Tom was #3 in a series of Goode kids, 5 boys and 1 girl, from Nutley NJ. Our parents, like so many post-WWII families, popped out babies willy-nilly. And, like so many others at the time, they weren’t necessarily well-equipped to handle the financial burdens that came with raising 6 kids, especially when 5 of them were boys. We were, by any definition, poor, but we were actually well cared for. I have no memory of ever being hungry or not having clothes to wear. There was always heat in the winter, a big old coal furnace in the basement right next to the coal bin where Tom and I would play like we were in a modern day ball pit at Chuck E. Cheese. Tom was always dirtier than me, or so I’d like to believe in my now fuzzy recollections … Mom made sure we washed our hands before eating, but I kinda remember the dirty clothes remaining on our filthy coal-dust bodies.

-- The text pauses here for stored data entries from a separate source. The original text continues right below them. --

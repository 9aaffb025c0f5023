//! The closed set of translatable types.

use std::fmt;
use std::sync::Arc;

use gpumap_dtype::ScalarDType;

use crate::class::ClassDescriptor;

/// Every type the translator, layout generator and codec understand.
#[derive(Debug, Clone, PartialEq, Eq, Hash)]
pub enum Type {
    Scalar(ScalarDType),
    Class(Arc<ClassDescriptor>),
    /// Homogeneous collection; only valid as a parameter or capture type.
    List(Box<Type>),
}

impl Type {
    pub const INT: Type = Type::Scalar(ScalarDType::Int32);
    pub const FLOAT: Type = Type::Scalar(ScalarDType::Float32);
    pub const BOOL: Type = Type::Scalar(ScalarDType::Bool);

    pub fn list_of(element: Type) -> Type {
        Type::List(Box::new(element))
    }

    pub fn is_primitive(&self) -> bool {
        matches!(self, Type::Scalar(_))
    }

    pub fn scalar(&self) -> Option<ScalarDType> {
        match self {
            Type::Scalar(dtype) => Some(*dtype),
            _ => None,
        }
    }

    pub fn class(&self) -> Option<&Arc<ClassDescriptor>> {
        match self {
            Type::Class(class) => Some(class),
            _ => None,
        }
    }

    pub fn element(&self) -> Option<&Type> {
        match self {
            Type::List(element) => Some(element),
            _ => None,
        }
    }

    /// Class at the bottom of any list nesting.
    pub fn innermost_class(&self) -> Option<&Arc<ClassDescriptor>> {
        match self {
            Type::Scalar(_) => None,
            Type::Class(class) => Some(class),
            Type::List(element) => element.innermost_class(),
        }
    }

    /// Device spelling: `int`, `Point`, `List<Point>`.
    pub fn c_name(&self) -> String {
        match self {
            Type::Scalar(dtype) => dtype.c_style().to_string(),
            Type::Class(class) => class.name.clone(),
            Type::List(element) => format!("List<{}>", element.c_name()),
        }
    }
}

impl fmt::Display for Type {
    fn fmt(&self, f: &mut fmt::Formatter<'_>) -> fmt::Result {
        f.write_str(&self.c_name())
    }
}

impl From<ScalarDType> for Type {
    fn from(dtype: ScalarDType) -> Self {
        Type::Scalar(dtype)
    }
}
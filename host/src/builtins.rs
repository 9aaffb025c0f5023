//! Built-in functions and the `math` module.

use std::collections::HashMap;
use std::rc::Rc;

use itertools::Itertools;
use snafu::ensure;
use strum::IntoEnumIterator;

use crate::ast::CmpOp;
use crate::error::{AritySnafu, Result, TypeSnafu};
use crate::ops;
use crate::value::{Builtin, HostModule, MathFn, Range, Value};

/// Names bound in every fresh global scope.
pub fn global_builtins() -> impl Iterator<Item = (&'static str, Value)> {
    [
        ("range", Builtin::Range),
        ("len", Builtin::Len),
        ("print", Builtin::Print),
        ("abs", Builtin::Abs),
        ("min", Builtin::Min),
        ("max", Builtin::Max),
        ("int", Builtin::Int),
        ("float", Builtin::Float),
    ]
    .into_iter()
    .map(|(name, b)| (name, Value::Builtin(b)))
}

pub fn math_module() -> Value {
    let mut attrs: HashMap<String, Value> =
        MathFn::iter().map(|f| (f.to_string(), Value::Builtin(Builtin::Math(f)))).collect();
    attrs.insert("pi".into(), Value::Float(std::f32::consts::PI));
    attrs.insert("e".into(), Value::Float(std::f32::consts::E));
    Value::Module(Rc::new(HostModule { name: "math".into(), attrs }))
}

/// Text written by `print` for these arguments.
pub fn print_line(args: &[Value]) -> String {
    args.iter().map(|v| v.to_string()).join(" ")
}

/// Call a built-in other than `print`, which needs interpreter state.
pub fn call(builtin: Builtin, args: &[Value]) -> Result<Value> {
    match builtin {
        Builtin::Range => range(args),
        Builtin::Len => {
            expect_arity("len", 1, args)?;
            let len = match &args[0] {
                Value::List(items) => items.borrow().len(),
                Value::Str(s) => s.chars().count(),
                Value::Range(r) => r.len(),
                other => return TypeSnafu { reason: format!("object of type '{}' has no len()", other.type_name()) }.fail(),
            };
            Ok(Value::int(len as i64))
        }
        Builtin::Print => Ok(Value::None),
        Builtin::Abs => {
            expect_arity("abs", 1, args)?;
            match &args[0] {
                Value::Int(i) => Ok(Value::Int(i.wrapping_abs())),
                Value::BigInt(i) => Ok(Value::BigInt(i.abs())),
                Value::Float(f) => Ok(Value::Float(f.abs())),
                Value::Bool(b) => Ok(Value::Int(*b as i32)),
                other => TypeSnafu { reason: format!("bad operand type for abs(): '{}'", other.type_name()) }.fail(),
            }
        }
        Builtin::Min => extremum("min", CmpOp::Lt, args),
        Builtin::Max => extremum("max", CmpOp::Gt, args),
        Builtin::Int => {
            expect_arity("int", 1, args)?;
            match &args[0] {
                Value::Int(i) => Ok(Value::Int(*i)),
                Value::BigInt(i) => Ok(Value::BigInt(*i)),
                Value::Bool(b) => Ok(Value::Int(*b as i32)),
                Value::Float(f) => Ok(Value::int(f.trunc() as i64)),
                Value::Str(s) => s.trim().parse::<i64>().map(Value::int).map_err(|_| {
                    TypeSnafu { reason: format!("invalid literal for int(): '{s}'") }.build()
                }),
                other => TypeSnafu { reason: format!("int() argument must not be '{}'", other.type_name()) }.fail(),
            }
        }
        Builtin::Float => {
            expect_arity("float", 1, args)?;
            match &args[0] {
                Value::Int(i) => Ok(Value::Float(*i as f32)),
                Value::BigInt(i) => Ok(Value::Float(*i as f32)),
                Value::Bool(b) => Ok(Value::Float(*b as i32 as f32)),
                Value::Float(f) => Ok(Value::Float(*f)),
                Value::Str(s) => s.trim().parse::<f32>().map(Value::Float).map_err(|_| {
                    TypeSnafu { reason: format!("could not convert string to float: '{s}'") }.build()
                }),
                other => TypeSnafu { reason: format!("float() argument must not be '{}'", other.type_name()) }.fail(),
            }
        }
        Builtin::Math(f) => math(f, args),
    }
}

fn expect_arity(callee: &str, expected: usize, args: &[Value]) -> Result<()> {
    ensure!(args.len() == expected, AritySnafu { callee, expected, actual: args.len() });
    Ok(())
}

fn int_arg(callee: &str, value: &Value) -> Result<i32> {
    match value {
        Value::Int(i) => Ok(*i),
        Value::Bool(b) => Ok(*b as i32),
        other => TypeSnafu { reason: format!("{callee}() expects integer arguments, got '{}'", other.type_name()) }
            .fail(),
    }
}

fn range(args: &[Value]) -> Result<Value> {
    let ints: Vec<i32> = args.iter().map(|a| int_arg("range", a)).try_collect()?;
    let (start, stop, step) = match ints.as_slice() {
        [stop] => (0, *stop, 1),
        [start, stop] => (*start, *stop, 1),
        [start, stop, step] => (*start, *stop, *step),
        _ => return AritySnafu { callee: "range", expected: 3usize, actual: args.len() }.fail(),
    };
    ensure!(step != 0, TypeSnafu { reason: "range() arg 3 must not be zero" });
    Ok(Value::Range(Range { start, stop, step }))
}

fn extremum(callee: &str, better: CmpOp, args: &[Value]) -> Result<Value> {
    let candidates: Vec<Value> = match args {
        [Value::List(items)] => items.borrow().clone(),
        [Value::Range(r)] => r.iter().map(Value::Int).collect(),
        [_] | [] => {
            return TypeSnafu { reason: format!("{callee}() expects an iterable or at least two arguments") }.fail();
        }
        many => many.to_vec(),
    };
    let mut iter = candidates.into_iter();
    let Some(mut best) = iter.next() else {
        return TypeSnafu { reason: format!("{callee}() arg is an empty sequence") }.fail();
    };
    for candidate in iter {
        if ops::compare(better, &candidate, &best)? {
            best = candidate;
        }
    }
    Ok(best)
}

fn float_arg(callee: MathFn, value: &Value) -> Result<f32> {
    match value {
        Value::Float(f) => Ok(*f),
        Value::Int(i) => Ok(*i as f32),
        Value::Bool(b) => Ok(*b as i32 as f32),
        other => TypeSnafu { reason: format!("math.{callee}() must be real number, not '{}'", other.type_name()) }
            .fail(),
    }
}

fn math(f: MathFn, args: &[Value]) -> Result<Value> {
    let expected = if f == MathFn::Pow { 2 } else { 1 };
    ensure!(args.len() == expected, AritySnafu { callee: format!("math.{f}"), expected, actual: args.len() });
    let x = float_arg(f, &args[0])?;

    Ok(match f {
        MathFn::Sin => Value::Float(x.sin()),
        MathFn::Cos => Value::Float(x.cos()),
        MathFn::Tan => Value::Float(x.tan()),
        MathFn::Exp => Value::Float(x.exp()),
        MathFn::Ceil => Value::int(x.ceil() as i64),
        MathFn::Floor => Value::int(x.floor() as i64),
        MathFn::Sqrt => {
            ensure!(x >= 0.0, TypeSnafu { reason: "math domain error" });
            Value::Float(x.sqrt())
        }
        MathFn::Pow => Value::Float(x.powf(float_arg(f, &args[1])?)),
        MathFn::Log | MathFn::Log10 | MathFn::Log2 => {
            ensure!(x > 0.0, TypeSnafu { reason: "math domain error" });
            Value::Float(match f {
                MathFn::Log => x.ln(),
                MathFn::Log10 => x.log10(),
                _ => x.log2(),
            })
        }
        MathFn::Log1p => {
            ensure!(x > -1.0, TypeSnafu { reason: "math domain error" });
            Value::Float(x.ln_1p())
        }
        MathFn::Fabs => Value::Float(x.abs()),
    })
}
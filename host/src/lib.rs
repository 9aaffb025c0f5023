//! Host language for gpumap.
//!
//! A small dynamically typed, indentation-structured language with
//! user classes, closures and a `math` module. Programs are parsed into an
//! [`ast::Module`] and executed by the tree-walking [`Interpreter`], which
//! reports user-level calls to an installed [`CallObserver`].

pub mod ast;
pub mod builtins;
pub mod error;
pub mod interp;
pub mod lexer;
pub mod ops;
pub mod parser;
pub mod value;


pub use error::{Error, Result};
pub use interp::{CallEvent, CallObserver, Interpreter};
pub use parser::{parse_expr, parse_module};
pub use value::{Cell, Class, Function, Object, Reflect, Value};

Growing up with 5 boys, most of us quite tall, basketball in the back yard was a major thing for us. None of us were great, despite our height, but we battled feverishly in our back yard games. Tom had these skinny arms and super pointy elbows that he would blast into your rib cage. Luckily, since I was #2 in line, Tom and I would team up against Buzz (#1) and Mike (#4), trying to balance out the team selection as best possible, so I wasn’t always the recipient of those skinny boney elbows. Of course, once Buzz went in the service and Frank (#6) was old enough to join in the fray, the teams were re-set and elbow-boy was now trying to slice me up … he did a pretty good job of that, BTW!
Due to our closeness in age, and a lot of common interests, I was closer to Tom than I was to my other brothers and sister. We more or less went to the same schools together, both got married at a far too young age, both had two kids pretty much right away, both got divorced while the kids were still little kids, both re-married into very sweet, long-term marriages. Through all of those years, Tom and I stayed friendly, our wives were friends, our kids were friends … heck, at one point when my life started crumbling at my feet Tom and his beautiful wife Lil opened their doors to me and my late wife, Bunny, when we returned from an out-of-state move.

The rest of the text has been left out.